- [WHAT THE TASK REQUIRES]
Using the records that appear below, write out exactly the lines from the one with "if self.n <" through the one with "A fitted line", keeping both end lines.

Saved data entries:
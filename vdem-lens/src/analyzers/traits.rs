//! Core accumulator trait for the analyzer framework.

use serde::{Deserialize, Serialize};
use std::fmt::Debug;

/// Trait for analyzer state that supports incremental computation.
///
/// Every summary statistic in this crate is computed by pushing values into a
/// state and reading the metric out of it. States for disjoint subsets can be
/// merged, which is how grouped summaries and per-facet regressions are
/// assembled without a second pass over the rows.
///
/// # Example
///
/// ```rust
/// use vdem_lens::analyzers::{AnalyzerState, MeanState};
///
/// let mut left = MeanState::default();
/// left.push(1.0);
/// let mut right = MeanState::default();
/// right.push(3.0);
///
/// let merged = MeanState::merge(vec![left, right]);
/// assert_eq!(merged.mean(), Some(2.0));
/// ```
pub trait AnalyzerState:
    Clone + Debug + Default + Serialize + for<'de> Deserialize<'de>
{
    /// Combines this state with another computed over disjoint input.
    fn combine(self, other: &Self) -> Self;

    /// Merges multiple states into a single state.
    fn merge(states: Vec<Self>) -> Self {
        states
            .iter()
            .fold(Self::default(), |acc, state| acc.combine(state))
    }

    /// Returns whether this state has seen no usable input.
    fn is_empty(&self) -> bool;
}
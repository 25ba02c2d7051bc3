//! Ordinary least squares trend lines.
//!
//! The fit is computed from running sums, so a state can be filled in one
//! pass and states from different groups merged before fitting:
//!
//! ```text
//! slope     = (n*Sxy - Sx*Sy) / (n*Sxx - Sx^2)
//! intercept = (Sy - slope*Sx) / n
//! r^2       = (n*Sxy - Sx*Sy)^2 / ((n*Sxx - Sx^2) * (n*Syy - Sy^2))
//! ```

use serde::{Deserialize, Serialize};

use super::traits::AnalyzerState;

/// Running sums for a simple linear regression.
#[derive(Debug, Clone, Default, PartialEq, Serialize, Deserialize)]
pub struct RegressionState {
    pub n: u64,
    pub sum_x: f64,
    pub sum_y: f64,
    pub sum_xy: f64,
    pub sum_xx: f64,
    pub sum_yy: f64,
}

impl RegressionState {
    /// Adds a point. Pairs with a non-finite coordinate are skipped.
    pub fn push(&mut self, x: f64, y: f64) {
        if !x.is_finite() || !y.is_finite() {
            return;
        }
        self.n += 1;
        self.sum_x += x;
        self.sum_y += y;
        self.sum_xy += x * y;
        self.sum_xx += x * x;
        self.sum_yy += y * y;
    }

    pub fn from_points<I>(points: I) -> Self
    where
        I: IntoIterator<Item = (f64, f64)>,
    {
        let mut state = Self::default();
        for (x, y) in points {
            state.push(x, y);
        }
        state
    }

    /// Fits the line through the accumulated points.
    ///
    /// Never fails. With no points the line is flat at zero; with one point,
    /// or when every x is the same, the line is flat at the mean of y and the
    /// fit is marked insufficient.
    pub fn fit(&self) -> RegressionFit {
        if self.n == 0 {
            return RegressionFit {
                slope: 0.0,
                intercept: 0.0,
                r_squared: None,
                n: 0,
                insufficient: true,
            };
        }

        let n = self.n as f64;
        let mean_y = self.sum_y / n;
        let x_spread = n * self.sum_xx - self.sum_x * self.sum_x;
        let y_spread = n * self.sum_yy - self.sum_y * self.sum_y;
        let covariance = n * self.sum_xy - self.sum_x * self.sum_y;

        if self.n < 2 || is_negligible(x_spread, n * self.sum_xx) {
            return RegressionFit {
                slope: 0.0,
                intercept: mean_y,
                r_squared: None,
                n: self.n,
                insufficient: true,
            };
        }

        let slope = covariance / x_spread;
        let intercept = (self.sum_y - slope * self.sum_x) / n;
        let r_squared = if is_negligible(y_spread, n * self.sum_yy) {
            None
        } else {
            Some(((covariance * covariance) / (x_spread * y_spread)).clamp(0.0, 1.0))
        };

        RegressionFit {
            slope,
            intercept,
            r_squared,
            n: self.n,
            insufficient: false,
        }
    }
}

impl AnalyzerState for RegressionState {
    fn combine(self, other: &Self) -> Self {
        Self {
            n: self.n + other.n,
            sum_x: self.sum_x + other.sum_x,
            sum_y: self.sum_y + other.sum_y,
            sum_xy: self.sum_xy + other.sum_xy,
            sum_xx: self.sum_xx + other.sum_xx,
            sum_yy: self.sum_yy + other.sum_yy,
        }
    }

    fn is_empty(&self) -> bool {
        self.n == 0
    }
}

// Cancellation in `n*Sxx - Sx^2` leaves rounding noise instead of an exact
// zero for constant inputs.
fn is_negligible(spread: f64, scale: f64) -> bool {
    spread <= 1e-12 * scale.abs().max(f64::MIN_POSITIVE)
}

/// A fitted line `y = slope * x + intercept`.
#[derive(Debug, Clone, Copy, PartialEq, Serialize, Deserialize)]
#[serde(rename_all = "camelCase")]
pub struct RegressionFit {
    pub slope: f64,
    pub intercept: f64,
    /// Coefficient of determination; `None` when either variable is constant.
    pub r_squared: Option<f64>,
    pub n: u64,
    /// Set when fewer than two distinct x values were available.
    pub insufficient: bool,
}

impl RegressionFit {
    pub fn predict(&self, x: f64) -> f64 {
        self.slope * x + self.intercept
    }

    /// End points of the fitted line over `[x0, x1]`, for drawing.
    pub fn line(&self, x0: f64, x1: f64) -> [(f64, f64); 2] {
        [(x0, self.predict(x0)), (x1, self.predict(x1))]
    }
}

/// Fits a line through complete `(x, y)` pairs.
///
/// # Examples
///
/// ```rust
/// use vdem_lens::analyzers::fit_line;
///
/// let fit = fit_line(&[(0.0, 1.0), (1.0, 3.0), (2.0, 5.0)]);
/// assert!((fit.slope - 2.0).abs() < 1e-12);
/// assert!((fit.intercept - 1.0).abs() < 1e-12);
/// ```
pub fn fit_line(points: &[(f64, f64)]) -> RegressionFit {
    RegressionState::from_points(points.iter().copied()).fit()
}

- [ANSWER SECTION]
        if self.n < 2 || is_negligible(x_spread, n * self.sum_xx) {
            return RegressionFit {
                slope: 0.0,
                intercept: mean_y,
                r_squared: None,
                n: self.n,
                insufficient: true,
            };
        }

        let slope = covariance / x_spread;
        let intercept = (self.sum_y - slope * self.sum_x) / n;
        let r_squared = if is_negligible(y_spread, n * self.sum_yy) {
            None
        } else {
            Some(((covariance * covariance) / (x_spread * y_spread)).clamp(0.0, 1.0))
        };

        RegressionFit {
            slope,
            intercept,
            r_squared,
            n: self.n,
            insufficient: false,
        }
    }
}

impl AnalyzerState for RegressionState {
    fn combine(self, other: &Self) -> Self {
        Self {
            n: self.n + other.n,
            sum_x: self.sum_x + other.sum_x,
            sum_y: self.sum_y + other.sum_y,
            sum_xy: self.sum_xy + other.sum_xy,
            sum_xx: self.sum_xx + other.sum_xx,
            sum_yy: self.sum_yy + other.sum_yy,
        }
    }

    fn is_empty(&self) -> bool {
        self.n == 0
    }
}

// Cancellation in `n*Sxx - Sx^2` leaves rounding noise instead of an exact
// zero for constant inputs.
fn is_negligible(spread: f64, scale: f64) -> bool {
    spread <= 1e-12 * scale.abs().max(f64::MIN_POSITIVE)
}

/// A fitted line `y = slope * x + intercept`.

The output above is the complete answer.